- Task statement -
Report every line in the listing below where the string "PathBuf" shows up.

- Recorded data -
***

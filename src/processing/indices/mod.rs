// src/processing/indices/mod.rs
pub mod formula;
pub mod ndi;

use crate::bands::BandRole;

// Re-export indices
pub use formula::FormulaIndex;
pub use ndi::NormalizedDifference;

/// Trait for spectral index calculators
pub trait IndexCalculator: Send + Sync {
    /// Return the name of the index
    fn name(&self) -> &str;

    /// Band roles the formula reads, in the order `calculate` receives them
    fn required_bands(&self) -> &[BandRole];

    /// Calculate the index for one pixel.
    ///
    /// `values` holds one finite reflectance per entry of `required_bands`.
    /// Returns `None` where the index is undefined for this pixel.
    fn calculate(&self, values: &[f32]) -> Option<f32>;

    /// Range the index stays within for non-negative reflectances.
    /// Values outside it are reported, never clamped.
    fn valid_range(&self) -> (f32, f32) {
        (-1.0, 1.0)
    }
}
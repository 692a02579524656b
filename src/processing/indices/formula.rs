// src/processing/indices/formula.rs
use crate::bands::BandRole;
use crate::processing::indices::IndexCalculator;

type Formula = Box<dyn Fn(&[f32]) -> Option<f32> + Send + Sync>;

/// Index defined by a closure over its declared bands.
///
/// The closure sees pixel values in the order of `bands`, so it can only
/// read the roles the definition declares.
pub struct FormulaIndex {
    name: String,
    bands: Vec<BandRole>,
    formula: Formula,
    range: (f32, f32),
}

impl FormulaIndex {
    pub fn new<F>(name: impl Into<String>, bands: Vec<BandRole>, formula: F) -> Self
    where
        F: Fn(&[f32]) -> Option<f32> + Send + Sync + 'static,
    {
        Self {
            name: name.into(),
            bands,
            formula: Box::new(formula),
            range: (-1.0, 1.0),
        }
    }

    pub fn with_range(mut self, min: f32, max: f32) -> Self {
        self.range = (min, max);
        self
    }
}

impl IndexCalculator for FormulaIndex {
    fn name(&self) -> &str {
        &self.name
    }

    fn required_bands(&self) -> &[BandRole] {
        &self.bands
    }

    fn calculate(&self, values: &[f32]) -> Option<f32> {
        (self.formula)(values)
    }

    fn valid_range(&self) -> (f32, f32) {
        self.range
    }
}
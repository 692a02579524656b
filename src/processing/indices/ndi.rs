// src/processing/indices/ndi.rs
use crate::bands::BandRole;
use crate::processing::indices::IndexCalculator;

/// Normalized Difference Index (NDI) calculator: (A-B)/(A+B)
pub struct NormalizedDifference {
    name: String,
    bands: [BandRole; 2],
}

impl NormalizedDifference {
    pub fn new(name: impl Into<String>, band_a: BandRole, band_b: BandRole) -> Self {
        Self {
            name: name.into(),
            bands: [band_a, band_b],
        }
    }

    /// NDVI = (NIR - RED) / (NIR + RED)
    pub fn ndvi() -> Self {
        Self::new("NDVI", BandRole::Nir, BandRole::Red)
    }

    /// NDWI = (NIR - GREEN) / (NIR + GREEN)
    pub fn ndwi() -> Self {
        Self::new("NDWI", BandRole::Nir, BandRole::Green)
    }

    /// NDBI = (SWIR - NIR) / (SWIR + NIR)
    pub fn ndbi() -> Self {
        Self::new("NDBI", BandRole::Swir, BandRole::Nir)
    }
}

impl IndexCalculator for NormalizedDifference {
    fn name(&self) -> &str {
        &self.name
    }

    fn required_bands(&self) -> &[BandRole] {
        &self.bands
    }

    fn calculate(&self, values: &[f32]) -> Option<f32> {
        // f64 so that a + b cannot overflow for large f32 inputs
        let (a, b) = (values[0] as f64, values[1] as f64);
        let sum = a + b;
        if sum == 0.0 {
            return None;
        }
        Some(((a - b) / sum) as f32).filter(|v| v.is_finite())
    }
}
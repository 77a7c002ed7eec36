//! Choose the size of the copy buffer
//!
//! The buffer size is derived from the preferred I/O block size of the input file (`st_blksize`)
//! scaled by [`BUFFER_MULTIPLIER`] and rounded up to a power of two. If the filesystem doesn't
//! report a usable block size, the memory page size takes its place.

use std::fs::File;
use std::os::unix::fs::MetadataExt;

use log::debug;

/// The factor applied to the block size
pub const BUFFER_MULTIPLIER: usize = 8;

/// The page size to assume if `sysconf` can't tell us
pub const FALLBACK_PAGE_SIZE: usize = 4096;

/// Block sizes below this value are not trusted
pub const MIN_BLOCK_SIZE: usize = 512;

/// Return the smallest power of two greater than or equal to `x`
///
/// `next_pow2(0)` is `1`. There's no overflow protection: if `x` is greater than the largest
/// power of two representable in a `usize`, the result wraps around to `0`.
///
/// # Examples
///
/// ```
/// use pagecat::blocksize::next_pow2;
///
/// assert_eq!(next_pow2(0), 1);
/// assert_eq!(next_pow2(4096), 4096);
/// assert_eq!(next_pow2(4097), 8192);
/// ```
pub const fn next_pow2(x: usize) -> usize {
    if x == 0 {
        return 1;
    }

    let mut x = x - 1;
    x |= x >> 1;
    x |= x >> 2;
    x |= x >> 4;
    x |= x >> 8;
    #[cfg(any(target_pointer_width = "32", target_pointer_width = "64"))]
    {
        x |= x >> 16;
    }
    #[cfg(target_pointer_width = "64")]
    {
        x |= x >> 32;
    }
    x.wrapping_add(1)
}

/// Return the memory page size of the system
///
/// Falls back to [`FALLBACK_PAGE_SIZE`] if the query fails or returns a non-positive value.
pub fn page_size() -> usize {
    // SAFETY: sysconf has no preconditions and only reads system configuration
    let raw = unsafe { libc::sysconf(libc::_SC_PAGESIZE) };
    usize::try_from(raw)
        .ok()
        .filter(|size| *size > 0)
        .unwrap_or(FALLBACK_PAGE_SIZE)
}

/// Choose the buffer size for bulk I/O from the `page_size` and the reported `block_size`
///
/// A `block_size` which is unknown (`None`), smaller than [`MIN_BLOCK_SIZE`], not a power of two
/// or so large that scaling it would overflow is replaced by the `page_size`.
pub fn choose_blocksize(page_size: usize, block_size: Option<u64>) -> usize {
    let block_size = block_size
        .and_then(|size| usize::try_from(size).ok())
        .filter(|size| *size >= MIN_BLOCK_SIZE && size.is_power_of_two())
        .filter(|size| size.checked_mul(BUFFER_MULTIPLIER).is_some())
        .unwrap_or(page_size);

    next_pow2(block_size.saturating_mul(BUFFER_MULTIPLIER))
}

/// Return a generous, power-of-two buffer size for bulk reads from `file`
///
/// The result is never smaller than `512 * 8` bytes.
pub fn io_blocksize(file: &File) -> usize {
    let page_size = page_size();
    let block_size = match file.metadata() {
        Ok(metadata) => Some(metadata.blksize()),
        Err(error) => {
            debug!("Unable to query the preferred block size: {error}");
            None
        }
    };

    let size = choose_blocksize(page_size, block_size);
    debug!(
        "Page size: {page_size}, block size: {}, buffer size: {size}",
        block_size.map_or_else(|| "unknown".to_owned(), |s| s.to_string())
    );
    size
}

***

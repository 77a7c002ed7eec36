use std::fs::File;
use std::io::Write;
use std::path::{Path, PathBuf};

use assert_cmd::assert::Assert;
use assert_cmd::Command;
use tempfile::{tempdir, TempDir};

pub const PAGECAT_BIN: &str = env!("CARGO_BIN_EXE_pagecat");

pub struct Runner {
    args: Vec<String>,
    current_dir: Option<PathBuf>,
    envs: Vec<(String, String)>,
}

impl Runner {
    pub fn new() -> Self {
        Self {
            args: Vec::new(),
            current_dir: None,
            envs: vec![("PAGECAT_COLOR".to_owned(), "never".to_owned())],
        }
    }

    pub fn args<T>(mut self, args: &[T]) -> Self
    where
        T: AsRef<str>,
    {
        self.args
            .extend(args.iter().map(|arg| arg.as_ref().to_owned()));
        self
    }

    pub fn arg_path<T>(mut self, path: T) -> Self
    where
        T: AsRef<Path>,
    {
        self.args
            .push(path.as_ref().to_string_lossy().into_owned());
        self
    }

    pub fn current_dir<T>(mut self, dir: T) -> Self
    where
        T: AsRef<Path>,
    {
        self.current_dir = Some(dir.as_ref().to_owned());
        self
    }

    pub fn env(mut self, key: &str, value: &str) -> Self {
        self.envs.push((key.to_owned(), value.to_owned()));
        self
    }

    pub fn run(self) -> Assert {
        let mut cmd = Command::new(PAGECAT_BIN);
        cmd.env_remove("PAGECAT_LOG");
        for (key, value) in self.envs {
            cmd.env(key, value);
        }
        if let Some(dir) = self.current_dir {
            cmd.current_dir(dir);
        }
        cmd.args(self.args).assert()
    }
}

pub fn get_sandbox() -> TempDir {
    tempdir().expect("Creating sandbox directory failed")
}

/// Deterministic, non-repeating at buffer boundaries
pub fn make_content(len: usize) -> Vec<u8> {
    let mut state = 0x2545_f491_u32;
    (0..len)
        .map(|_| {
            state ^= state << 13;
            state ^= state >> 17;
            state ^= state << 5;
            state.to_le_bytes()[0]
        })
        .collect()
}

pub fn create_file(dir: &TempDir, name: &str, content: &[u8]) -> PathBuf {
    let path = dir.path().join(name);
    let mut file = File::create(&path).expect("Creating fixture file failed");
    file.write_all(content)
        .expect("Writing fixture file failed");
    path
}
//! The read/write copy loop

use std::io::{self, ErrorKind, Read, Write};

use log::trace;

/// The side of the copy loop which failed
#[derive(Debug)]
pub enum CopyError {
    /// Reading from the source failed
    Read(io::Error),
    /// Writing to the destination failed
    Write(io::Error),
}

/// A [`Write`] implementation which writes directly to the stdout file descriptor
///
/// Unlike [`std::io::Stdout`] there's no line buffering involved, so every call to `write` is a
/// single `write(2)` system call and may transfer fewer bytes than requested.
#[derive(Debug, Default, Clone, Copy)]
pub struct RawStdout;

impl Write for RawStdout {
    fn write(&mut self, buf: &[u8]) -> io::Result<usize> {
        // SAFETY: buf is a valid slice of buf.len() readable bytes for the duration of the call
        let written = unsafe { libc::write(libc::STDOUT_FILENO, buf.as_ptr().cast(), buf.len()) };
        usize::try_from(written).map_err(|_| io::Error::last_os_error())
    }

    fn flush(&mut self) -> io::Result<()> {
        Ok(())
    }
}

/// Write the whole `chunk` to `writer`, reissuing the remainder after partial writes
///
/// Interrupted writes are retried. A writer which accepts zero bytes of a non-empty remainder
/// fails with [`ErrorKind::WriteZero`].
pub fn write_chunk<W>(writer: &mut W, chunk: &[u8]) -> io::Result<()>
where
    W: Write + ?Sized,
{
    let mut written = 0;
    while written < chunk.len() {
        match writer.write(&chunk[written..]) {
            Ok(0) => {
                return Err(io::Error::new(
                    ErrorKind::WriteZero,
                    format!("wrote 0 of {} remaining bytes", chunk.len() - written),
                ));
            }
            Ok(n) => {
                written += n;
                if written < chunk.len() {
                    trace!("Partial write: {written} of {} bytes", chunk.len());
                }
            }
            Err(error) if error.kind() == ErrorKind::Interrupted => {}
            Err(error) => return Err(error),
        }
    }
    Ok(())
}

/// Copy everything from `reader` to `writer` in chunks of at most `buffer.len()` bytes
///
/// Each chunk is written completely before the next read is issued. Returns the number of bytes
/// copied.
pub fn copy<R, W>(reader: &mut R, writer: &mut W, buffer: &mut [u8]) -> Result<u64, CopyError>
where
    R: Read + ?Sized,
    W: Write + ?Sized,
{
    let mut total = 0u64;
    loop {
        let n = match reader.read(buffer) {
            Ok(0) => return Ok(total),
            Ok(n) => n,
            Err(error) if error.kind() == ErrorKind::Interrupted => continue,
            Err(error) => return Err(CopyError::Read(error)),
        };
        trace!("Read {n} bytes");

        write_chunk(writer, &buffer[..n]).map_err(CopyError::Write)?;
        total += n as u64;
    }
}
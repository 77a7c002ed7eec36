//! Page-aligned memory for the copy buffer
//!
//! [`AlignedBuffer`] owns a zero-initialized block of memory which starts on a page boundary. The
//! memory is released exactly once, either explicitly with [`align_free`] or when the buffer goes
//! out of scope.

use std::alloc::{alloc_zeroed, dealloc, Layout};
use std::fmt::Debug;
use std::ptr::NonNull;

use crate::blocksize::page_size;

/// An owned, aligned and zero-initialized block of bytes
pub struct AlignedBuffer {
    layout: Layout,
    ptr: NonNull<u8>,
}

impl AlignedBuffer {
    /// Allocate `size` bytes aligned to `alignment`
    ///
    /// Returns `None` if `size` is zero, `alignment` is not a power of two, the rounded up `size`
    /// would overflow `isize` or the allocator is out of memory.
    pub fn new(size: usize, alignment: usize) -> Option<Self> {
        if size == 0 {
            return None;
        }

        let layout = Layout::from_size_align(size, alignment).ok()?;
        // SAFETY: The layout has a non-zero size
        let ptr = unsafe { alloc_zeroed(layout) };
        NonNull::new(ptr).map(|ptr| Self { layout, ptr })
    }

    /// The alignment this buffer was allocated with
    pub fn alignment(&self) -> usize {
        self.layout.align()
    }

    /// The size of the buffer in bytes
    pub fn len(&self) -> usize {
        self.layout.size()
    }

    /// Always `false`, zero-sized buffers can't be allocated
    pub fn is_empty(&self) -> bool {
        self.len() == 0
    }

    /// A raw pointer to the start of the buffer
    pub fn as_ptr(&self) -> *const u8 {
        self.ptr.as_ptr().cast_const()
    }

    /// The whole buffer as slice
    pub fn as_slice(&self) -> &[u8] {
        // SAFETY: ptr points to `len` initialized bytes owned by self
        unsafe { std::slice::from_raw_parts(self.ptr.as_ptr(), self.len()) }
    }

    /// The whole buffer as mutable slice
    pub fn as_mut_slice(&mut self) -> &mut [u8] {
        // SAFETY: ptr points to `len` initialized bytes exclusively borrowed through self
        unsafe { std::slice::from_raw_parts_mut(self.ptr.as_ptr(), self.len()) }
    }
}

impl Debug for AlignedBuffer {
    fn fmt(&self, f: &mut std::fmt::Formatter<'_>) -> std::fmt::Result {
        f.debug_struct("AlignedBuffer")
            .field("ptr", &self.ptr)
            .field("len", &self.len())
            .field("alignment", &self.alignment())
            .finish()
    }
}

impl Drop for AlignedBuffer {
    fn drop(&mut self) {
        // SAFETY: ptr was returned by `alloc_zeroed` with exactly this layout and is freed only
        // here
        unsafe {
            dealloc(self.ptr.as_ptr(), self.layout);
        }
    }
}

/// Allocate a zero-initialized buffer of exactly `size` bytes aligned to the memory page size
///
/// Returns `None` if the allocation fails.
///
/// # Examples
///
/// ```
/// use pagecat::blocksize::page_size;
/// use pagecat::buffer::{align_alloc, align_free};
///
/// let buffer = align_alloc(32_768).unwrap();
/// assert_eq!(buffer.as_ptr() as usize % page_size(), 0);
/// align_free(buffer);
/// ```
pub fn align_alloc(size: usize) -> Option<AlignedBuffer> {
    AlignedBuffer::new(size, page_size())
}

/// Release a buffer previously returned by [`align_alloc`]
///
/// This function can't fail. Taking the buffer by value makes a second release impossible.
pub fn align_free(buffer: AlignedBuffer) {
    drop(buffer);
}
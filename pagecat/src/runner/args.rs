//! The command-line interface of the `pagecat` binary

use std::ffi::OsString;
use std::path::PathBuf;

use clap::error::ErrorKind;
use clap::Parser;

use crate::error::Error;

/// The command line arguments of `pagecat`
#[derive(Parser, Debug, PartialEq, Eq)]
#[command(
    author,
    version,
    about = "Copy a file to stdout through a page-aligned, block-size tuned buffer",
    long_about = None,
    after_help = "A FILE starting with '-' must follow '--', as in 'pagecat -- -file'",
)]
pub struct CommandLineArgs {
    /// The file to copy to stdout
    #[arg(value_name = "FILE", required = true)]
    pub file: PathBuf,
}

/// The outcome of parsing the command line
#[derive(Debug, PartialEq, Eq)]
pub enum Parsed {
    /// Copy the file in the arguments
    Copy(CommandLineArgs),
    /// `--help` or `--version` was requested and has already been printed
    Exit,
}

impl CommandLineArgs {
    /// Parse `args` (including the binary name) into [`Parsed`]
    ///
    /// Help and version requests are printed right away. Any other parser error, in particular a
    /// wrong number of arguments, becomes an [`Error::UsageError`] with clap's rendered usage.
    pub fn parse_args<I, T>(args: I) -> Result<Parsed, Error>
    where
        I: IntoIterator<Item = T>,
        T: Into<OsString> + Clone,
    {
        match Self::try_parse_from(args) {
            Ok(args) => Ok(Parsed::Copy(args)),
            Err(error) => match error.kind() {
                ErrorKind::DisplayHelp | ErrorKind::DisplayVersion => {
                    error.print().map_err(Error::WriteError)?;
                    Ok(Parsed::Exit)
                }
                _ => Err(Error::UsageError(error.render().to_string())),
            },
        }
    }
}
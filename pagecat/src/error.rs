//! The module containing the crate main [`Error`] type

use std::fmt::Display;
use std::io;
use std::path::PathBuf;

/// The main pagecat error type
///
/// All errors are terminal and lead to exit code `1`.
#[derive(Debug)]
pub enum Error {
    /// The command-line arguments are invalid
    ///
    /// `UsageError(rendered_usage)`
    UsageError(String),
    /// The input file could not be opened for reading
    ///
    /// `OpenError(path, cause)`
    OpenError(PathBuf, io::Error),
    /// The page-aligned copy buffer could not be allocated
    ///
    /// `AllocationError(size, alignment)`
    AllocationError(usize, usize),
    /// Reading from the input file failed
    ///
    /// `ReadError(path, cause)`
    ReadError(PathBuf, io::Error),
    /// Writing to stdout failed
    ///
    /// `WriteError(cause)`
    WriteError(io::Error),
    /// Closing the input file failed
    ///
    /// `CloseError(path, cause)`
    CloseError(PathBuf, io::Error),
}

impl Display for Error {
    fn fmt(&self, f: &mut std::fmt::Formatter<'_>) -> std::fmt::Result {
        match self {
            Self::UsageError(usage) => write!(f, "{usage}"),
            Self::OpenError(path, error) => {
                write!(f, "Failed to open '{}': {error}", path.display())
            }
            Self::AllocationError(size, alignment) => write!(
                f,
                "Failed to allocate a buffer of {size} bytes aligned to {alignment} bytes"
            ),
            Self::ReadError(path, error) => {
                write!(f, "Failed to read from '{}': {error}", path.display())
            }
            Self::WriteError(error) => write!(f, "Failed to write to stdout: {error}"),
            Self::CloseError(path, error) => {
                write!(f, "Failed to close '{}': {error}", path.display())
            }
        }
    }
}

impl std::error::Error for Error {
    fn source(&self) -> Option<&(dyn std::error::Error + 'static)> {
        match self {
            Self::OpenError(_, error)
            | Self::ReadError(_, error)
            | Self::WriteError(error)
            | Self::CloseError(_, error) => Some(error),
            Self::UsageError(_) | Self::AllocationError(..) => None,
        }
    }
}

***

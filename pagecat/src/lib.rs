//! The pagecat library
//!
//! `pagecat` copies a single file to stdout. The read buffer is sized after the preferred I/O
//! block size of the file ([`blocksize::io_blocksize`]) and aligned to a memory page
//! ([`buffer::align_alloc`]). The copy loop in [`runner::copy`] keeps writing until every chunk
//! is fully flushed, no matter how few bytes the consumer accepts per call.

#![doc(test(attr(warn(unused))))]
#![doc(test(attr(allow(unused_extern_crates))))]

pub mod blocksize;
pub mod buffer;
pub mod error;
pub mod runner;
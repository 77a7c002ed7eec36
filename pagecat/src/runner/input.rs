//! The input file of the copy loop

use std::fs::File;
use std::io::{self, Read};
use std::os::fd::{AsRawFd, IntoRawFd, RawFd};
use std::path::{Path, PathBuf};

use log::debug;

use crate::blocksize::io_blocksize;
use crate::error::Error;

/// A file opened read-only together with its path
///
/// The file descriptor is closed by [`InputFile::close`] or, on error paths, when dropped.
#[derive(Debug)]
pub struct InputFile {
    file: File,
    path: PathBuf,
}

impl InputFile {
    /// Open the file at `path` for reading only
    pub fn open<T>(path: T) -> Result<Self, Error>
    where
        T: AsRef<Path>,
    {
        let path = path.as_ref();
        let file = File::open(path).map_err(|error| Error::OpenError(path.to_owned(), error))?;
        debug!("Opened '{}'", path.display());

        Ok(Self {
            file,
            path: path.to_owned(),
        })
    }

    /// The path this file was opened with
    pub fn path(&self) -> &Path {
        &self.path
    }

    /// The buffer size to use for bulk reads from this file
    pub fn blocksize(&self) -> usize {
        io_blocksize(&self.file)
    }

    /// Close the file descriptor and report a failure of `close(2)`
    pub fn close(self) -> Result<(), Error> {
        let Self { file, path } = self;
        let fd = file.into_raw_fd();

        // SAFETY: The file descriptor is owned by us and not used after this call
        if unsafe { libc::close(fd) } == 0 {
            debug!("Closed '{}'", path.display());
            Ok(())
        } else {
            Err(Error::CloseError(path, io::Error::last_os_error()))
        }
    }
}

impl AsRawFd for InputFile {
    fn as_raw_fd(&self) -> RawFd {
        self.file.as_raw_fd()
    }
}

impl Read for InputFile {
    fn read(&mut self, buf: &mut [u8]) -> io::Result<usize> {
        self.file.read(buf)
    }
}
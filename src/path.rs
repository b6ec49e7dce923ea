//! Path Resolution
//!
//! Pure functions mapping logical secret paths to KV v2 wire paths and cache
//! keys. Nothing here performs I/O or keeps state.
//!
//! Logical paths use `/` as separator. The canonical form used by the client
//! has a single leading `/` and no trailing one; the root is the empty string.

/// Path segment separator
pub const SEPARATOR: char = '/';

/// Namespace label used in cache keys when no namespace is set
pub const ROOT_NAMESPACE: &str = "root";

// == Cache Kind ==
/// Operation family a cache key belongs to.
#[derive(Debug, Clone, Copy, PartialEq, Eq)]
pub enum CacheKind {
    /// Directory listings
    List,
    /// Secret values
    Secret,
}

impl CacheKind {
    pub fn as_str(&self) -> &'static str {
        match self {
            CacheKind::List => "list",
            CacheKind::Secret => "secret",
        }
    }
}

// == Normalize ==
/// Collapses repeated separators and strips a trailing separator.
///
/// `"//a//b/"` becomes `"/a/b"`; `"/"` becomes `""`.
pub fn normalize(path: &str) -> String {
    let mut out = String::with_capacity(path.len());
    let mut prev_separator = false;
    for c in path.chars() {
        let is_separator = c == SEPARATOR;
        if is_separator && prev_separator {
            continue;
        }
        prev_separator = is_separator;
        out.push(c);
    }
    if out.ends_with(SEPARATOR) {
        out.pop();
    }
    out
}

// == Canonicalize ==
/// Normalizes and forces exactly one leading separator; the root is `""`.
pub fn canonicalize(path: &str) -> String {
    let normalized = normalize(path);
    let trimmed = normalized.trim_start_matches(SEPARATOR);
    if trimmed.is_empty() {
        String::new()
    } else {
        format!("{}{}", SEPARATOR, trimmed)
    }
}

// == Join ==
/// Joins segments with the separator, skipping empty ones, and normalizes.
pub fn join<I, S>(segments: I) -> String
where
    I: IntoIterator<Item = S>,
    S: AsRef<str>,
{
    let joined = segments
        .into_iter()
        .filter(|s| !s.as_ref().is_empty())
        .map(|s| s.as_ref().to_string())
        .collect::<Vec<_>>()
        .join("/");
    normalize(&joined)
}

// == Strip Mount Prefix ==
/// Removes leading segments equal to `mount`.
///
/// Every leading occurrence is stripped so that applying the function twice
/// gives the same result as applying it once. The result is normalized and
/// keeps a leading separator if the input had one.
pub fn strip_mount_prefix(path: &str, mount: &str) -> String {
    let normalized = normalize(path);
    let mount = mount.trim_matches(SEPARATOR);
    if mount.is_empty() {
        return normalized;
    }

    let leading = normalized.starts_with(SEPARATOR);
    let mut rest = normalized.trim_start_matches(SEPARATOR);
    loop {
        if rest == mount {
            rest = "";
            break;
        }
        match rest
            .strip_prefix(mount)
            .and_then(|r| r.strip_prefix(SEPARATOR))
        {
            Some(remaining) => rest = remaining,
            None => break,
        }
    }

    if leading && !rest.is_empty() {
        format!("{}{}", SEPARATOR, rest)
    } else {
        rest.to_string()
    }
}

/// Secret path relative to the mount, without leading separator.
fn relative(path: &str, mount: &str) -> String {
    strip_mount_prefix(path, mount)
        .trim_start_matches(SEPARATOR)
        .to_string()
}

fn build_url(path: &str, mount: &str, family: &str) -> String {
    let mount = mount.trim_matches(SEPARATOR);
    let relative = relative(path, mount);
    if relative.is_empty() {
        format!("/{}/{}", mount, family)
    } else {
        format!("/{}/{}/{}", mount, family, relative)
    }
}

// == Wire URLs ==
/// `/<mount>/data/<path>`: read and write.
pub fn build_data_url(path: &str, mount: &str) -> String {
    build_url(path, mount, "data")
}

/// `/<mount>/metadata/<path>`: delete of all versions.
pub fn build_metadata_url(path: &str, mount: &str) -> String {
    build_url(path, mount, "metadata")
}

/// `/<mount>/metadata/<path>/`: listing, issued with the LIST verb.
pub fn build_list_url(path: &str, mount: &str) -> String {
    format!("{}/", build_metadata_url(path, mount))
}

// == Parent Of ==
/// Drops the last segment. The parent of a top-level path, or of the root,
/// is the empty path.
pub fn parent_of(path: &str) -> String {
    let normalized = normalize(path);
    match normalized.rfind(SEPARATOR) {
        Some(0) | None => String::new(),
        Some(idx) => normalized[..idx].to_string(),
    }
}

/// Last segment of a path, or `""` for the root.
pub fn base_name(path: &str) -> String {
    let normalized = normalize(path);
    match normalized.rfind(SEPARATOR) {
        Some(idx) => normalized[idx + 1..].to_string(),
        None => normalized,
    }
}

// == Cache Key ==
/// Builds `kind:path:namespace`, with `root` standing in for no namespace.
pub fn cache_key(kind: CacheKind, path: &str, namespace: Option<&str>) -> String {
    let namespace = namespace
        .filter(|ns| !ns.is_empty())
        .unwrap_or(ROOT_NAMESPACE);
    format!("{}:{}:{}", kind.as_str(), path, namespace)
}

***

- Expected answer -
use std::path::{Path, PathBuf};
    current_dir: Option<PathBuf>,
pub fn create_file(dir: &TempDir, name: &str, content: &[u8]) -> PathBuf {
use std::path::PathBuf;
    pub file: PathBuf,
use std::path::PathBuf;
    OpenError(PathBuf, io::Error),
    ReadError(PathBuf, io::Error),
    CloseError(PathBuf, io::Error),
use std::path::{Path, PathBuf};
    path: PathBuf,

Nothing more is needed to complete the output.